CDC Software Wins the Pivotal Auction. Now What? Part Two: Market Impact

Market Impact

On December 8, Pivotal Corporation (NASDAQ: PVTL; TSX: PVT), a Vancouver, British Columbia, Canada-based mid-market CRM provider, announced that it proposed a strategic combination with CDC Software. CDC Software is a wholly owned subsidiary of chinadotcom (NASDAQ: CHINA), a global enterprise software and mobile applications provider. This will position Pivotal to re-establish a more esteemed position in the mid-enterprise CRM market. Subject to the approval of Pivotal's shareholders, the Supreme Court of British Columbia, and customary closing conditions, this transaction is expected to close before the end of February 2004. Following the closing of the transaction, Pivotal also announced that it expects to accelerate investments in its growth including increasing technical support its research and development headcount by up to 40 percent, resuming the expansion of its research and development headcount, resuming its acquisition program, expanding distribution capabilities in Asia through CDC Software, and increasing marketing spending by up to 200 percent.

Pivotal will operate as a distinct business unit within CDC Software. The Pivotal strategy, brand, product architecture, cross industry applications, vertical applications, partners, people and management team will reportedly form the foundation of this business unit. Pivotal will reportedly be the cornerstone of CDC Software's CRM strategy, and CDC anticipates that the acquisition will prove accretive for the combined entity. As Pivotal has in the past, CDC will from now on focus on mid-sized enterprises around the world across multiple industries.

In a nutshell, Pivotal's management deserves kudos for a textbook example of conducting due diligence (if not reprimands for leading the company to the current difficult state of affairs), and for seemingly opting for the lesser of three evils. Thus, it can be particularly educating to examine the current state of the CRM mid-market through the rivalry between Onyx and Pivotal ever since their inceptions in the 1995 and 1994 respectively (See Onyx/Pivotal Rivalry Through Thin Rather Than Thick).

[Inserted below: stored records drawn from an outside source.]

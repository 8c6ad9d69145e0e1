//! Local Storage Config

use std::path::PathBuf;

use clap::Args;

/// Where the CLI keeps state between runs.
#[derive(Debug, Args)]
pub struct StorageConfig {
    /// File holding the `token` and `user` session values
    #[arg(long, env = "BENGKEL_SESSION_FILE", default_value = ".bengkel/session.json")]
    pub session_file: PathBuf,

    /// File holding the checkout hand-off items
    #[arg(
        long,
        env = "BENGKEL_CHECKOUT_FILE",
        default_value = ".bengkel/checkout_items.json"
    )]
    pub checkout_file: PathBuf,
}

The overall CRM market remains the land of opportunity but one with many treacherous quicksand patches for those uncertain about the breadth of their footprints in the field of either install base or product scope. It is a no-brainer that the 2000s have been adverse years in the entire enterprise applications market. Following the whopping growth rates of the late 1990s, and the spending surge on sexy e-business-related technology in 2000, hard times worldwide in almost all sectors have subsequently morphed into harrowing times for all enterprise systems providers. While the biggest or the richest vendors have been able to hang onto flat new sales, modest declines, or in some cases, modest growth, only a lucky and the most apt few with true differentiation in a selected number of markets (such as warehouse management and supply chain execution [SCE] or supplier relationship management [SRM]) have bucked the trend and shown some enviable growth of late (see The Hidden Gems of the Enterprise Application Space).

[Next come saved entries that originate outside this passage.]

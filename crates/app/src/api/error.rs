//! API errors.

use bengkel::{
    cart::CartError, cashier::CashierError, checkout::CheckoutValidationError,
    money::AmountError, promotions::PricingError,
};
use rusty_money::MoneyError;
use serde_json::Value;
use thiserror::Error;

use crate::{api::transport::TransportError, storage::StorageError};

/// Everything a storefront call can fail with.
#[derive(Debug, Error)]
pub enum ApiError {
    /// The request never got an answer.
    #[error("unable to reach the server, please check your connection")]
    Network(#[from] TransportError),

    /// A protected call was attempted without a token. Nothing was sent.
    #[error("please log in to continue")]
    AuthenticationRequired,

    /// The server rejected the token; the local session has been cleared.
    #[error("your session has expired, please log in again")]
    SessionExpired {
        /// Where the customer should be sent to sign in again
        login_path: &'static str,
    },

    /// Rejected locally before any request was made.
    #[error(transparent)]
    Validation(#[from] ValidationError),

    /// Non-2xx answer; `message` is the server's own wording.
    #[error("{message}")]
    Server { status: u16, message: String },

    /// A 2xx answer whose body could not be understood.
    #[error("unexpected response from server: {0}")]
    Decode(#[from] DecodeError),

    #[error("failed to encode request body")]
    Encode(#[source] serde_json::Error),

    #[error("local storage error: {0}")]
    Storage(#[from] StorageError),
}

impl ApiError {
    /// Whether the customer has to sign in before retrying.
    #[must_use]
    pub const fn needs_login(&self) -> bool {
        matches!(
            self,
            Self::AuthenticationRequired | Self::SessionExpired { .. }
        )
    }

    #[must_use]
    pub const fn status(&self) -> Option<u16> {
        match self {
            Self::Server { status, .. } => Some(*status),
            _ => None,
        }
    }
}

/// Input rejected on the client.
#[derive(Debug, Error, PartialEq)]
pub enum ValidationError {
    #[error(transparent)]
    Checkout(#[from] CheckoutValidationError),

    #[error(transparent)]
    Cart(#[from] CartError),

    #[error(transparent)]
    Cashier(#[from] CashierError),

    #[error(transparent)]
    Pricing(#[from] PricingError),

    #[error(transparent)]
    Money(#[from] MoneyError),

    #[error(transparent)]
    Amount(#[from] AmountError),

    #[error("{0} is required")]
    Required(&'static str),

    #[error("rating must be between 1 and 5, got {0}")]
    Rating(u8),

    #[error("passwords do not match")]
    PasswordMismatch,

    #[error("end date must not be before start date")]
    DateRange,
}

/// A successful response whose body did not have the expected shape.
#[derive(Debug, Error)]
pub enum DecodeError {
    #[error("missing {0}")]
    Missing(&'static str),

    #[error(transparent)]
    Json(#[from] serde_json::Error),

    #[error(transparent)]
    Amount(#[from] AmountError),

    #[error(transparent)]
    Pricing(#[from] PricingError),

    #[error(transparent)]
    Cart(#[from] CartError),

    #[error("invalid date {0:?}")]
    Date(String),

    #[error("unknown status {0:?}")]
    Status(String),
}

const FALLBACK_MESSAGE: &str = "something went wrong, please try again";

/// The server's own error wording: `message`, then `error`, then the first
/// field error of a validation response, then a bare string body.
#[must_use]
pub fn server_message(body: &Value) -> String {
    let text = |value: &Value| {
        value
            .as_str()
            .map(str::trim)
            .filter(|text| !text.is_empty())
            .map(str::to_string)
    };

    let first_field_error = |errors: &Value| {
        errors
            .as_object()?
            .values()
            .find_map(|messages| match messages {
                Value::Array(messages) => messages.iter().find_map(text),
                other => text(other),
            })
    };

    match body {
        Value::Object(map) => map
            .get("message")
            .and_then(text)
            .or_else(|| map.get("error").and_then(text))
            .or_else(|| map.get("errors").and_then(first_field_error)),
        other => text(other),
    }
    .unwrap_or_else(|| FALLBACK_MESSAGE.to_string())
}

#[cfg(test)]
mod tests {
    use serde_json::json;

    use super::*;

    #[test]
    fn message_wins_over_error() {
        let body = json!({ "message": "Stok tidak cukup", "error": "ignored" });

        assert_eq!(server_message(&body), "Stok tidak cukup");
    }

    #[test]
    fn field_errors_are_used_when_there_is_no_message() {
        let body = json!({ "errors": { "email": ["The email has already been taken."] } });

        assert_eq!(server_message(&body), "The email has already been taken.");
    }

    #[test]
    fn plain_text_bodies_are_passed_through() {
        assert_eq!(server_message(&json!("Bad Gateway")), "Bad Gateway");
    }

    #[test]
    fn unhelpful_bodies_fall_back() {
        assert_eq!(server_message(&Value::Null), FALLBACK_MESSAGE);
        assert_eq!(server_message(&json!({ "message": "  " })), FALLBACK_MESSAGE);
    }

    #[test]
    fn server_errors_display_the_server_message_verbatim() {
        let error = ApiError::Server {
            status: 422,
            message: "Produk sudah ada di keranjang".to_string(),
        };

        assert_eq!(error.to_string(), "Produk sudah ada di keranjang");
        assert_eq!(error.status(), Some(422));
    }
}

It might be of further interest to analyze the recent years of the ERP and CRM markets to discern how fortunes may often fluctuate and go in different directions at certain phases of their life cycles. The term ERP, if not necessarily coming back into fashion, certainly is no longer the bad, pass term of a few years ago, when almost all vendors were distancing themselves from the association like it was a plague because ERP was perceived as off-putting (i.e., intra-enterprise versus entire external supply chain and collaboration focus). At the same time, anything associated with customer or front-office interaction was all the rage, attracting both venture capitalists who poured their capital into new startup companies with brave ideas, while the customers were (over)buying these applications owing to then buoyant economy and the apparent need to better manage seemingly mushrooming customer bases. (For additional information, see Comparison of ERP and CRM Markets' Lifecycle Snapshots).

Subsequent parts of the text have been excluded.